Intravenöse Plasmaexpander zur Verhinderung eines ovariellen Überstimulationssyndroms (OHSS)

Diese Übersetzung wurde im Rahmen des EU-Projektes Health in my Language (HimL) maschinell erstellt. Cochrane wirkt am HimL-Projekt mit, um den möglichen Nutzen von maschineller Übersetzungssoftware, die für den Gesundheitsbereich angepasst ist, und deren Nachbearbeitung in bestimmten Sprachen zu evaluieren. Wenn Sie mehr über das Projekt wissen möchten, oder an Nutzertests teilnehmen möchten, bitte besuchen Sie www.himl.eu, oder kontaktieren Sie Hayley Hassan (hhassan@cochrane.org).

Bitte beachten Sie, dass maschinelle Übersetzungen nicht als verlässliche Informationsquelle betrachtet werden können, um Entscheidungen über gesundheitliche Behandlungen zu treffen. Bitte beachten Sie auch unseren Haftungsausschluss für weitere Informationen über unsere Inhalte und deren Übersetzungen.

Überprüfung der Frage

Researchers in die Cochrane Collaboration überprüft die Hinweise auf verschiedene Arten von Volumen Expander bei Frauen mit hohem Risiko eines OHSS einer ovariellen Überstimulation als Teil einer Technik der assistierten Reproduktion (ART). Frauen mit hohen Östradiol Ebenen, die hohe Zahl der Follikel oder Oozyten abgerufen, und Frauen mit polyzystischem Ovarialsyndrom (PCOS), sind ein besonders hohes Risiko für OHSS.

Hintergrund

OHSS ist eine schwere Komplikation der ovariellen Stimulation, die bis zu 14% der ART Zyklen.
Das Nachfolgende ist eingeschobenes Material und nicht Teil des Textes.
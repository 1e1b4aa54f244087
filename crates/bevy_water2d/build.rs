fn main() {
  // Define `physics` cfg alias for "a physics backend is enabled".
  // Keeps backend-specific systems behind one short cfg.
  println!("cargo:rustc-check-cfg=cfg(physics)");
  if std::env::var_os("CARGO_FEATURE_RAPIER2D").is_some() {
    println!("cargo:rustc-cfg=physics");
  }
}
Sie ist gekennzeichnet durch vergrößerten Ovarien nach übermäßiger hormonelle Stimulation resultiert in einer Verschiebung von Flüssigkeit aus den Blutgefäßen der extrazellulären Raum. Es kann dazu führen, abdominale Blähungen, Blutgerinnsel (Thrombose) und verminderter Perfusion lebenswichtiger Organe wie die Nieren und Leber. Mehrere klinische Studien haben berichtet über die Verwendung von intravenösen Flüssigkeiten wie Albumin und Hydroxyethylstärke (HES), als einen möglichen Weg, um zu verhindern, dass OHSS.

Studie Eigenschaften

Wir fanden neun randomisierten, kontrollierten Studien (RCTs), verglichen mit der Verwendung des Volumens Expander (Albumin, HES und Mannitol) zur Verhinderung einer mittelschweren oder schweren OHSS. Kontrollgruppen keine Behandlung erhalten oder Placebo. Die Studien umfassten Frauen mit hohem Risiko von 1867 OHSS. Der Beweis ist der aktuellen bis September 2015.

Wichtige Ergebnisse

Evidence legt nahe, dass Plasmaexpander (Humanalbumin, HES und Mannitol) verringern Raten von mäßiger und zu einem schweren OHSS bei Frauen mit hohem Risiko.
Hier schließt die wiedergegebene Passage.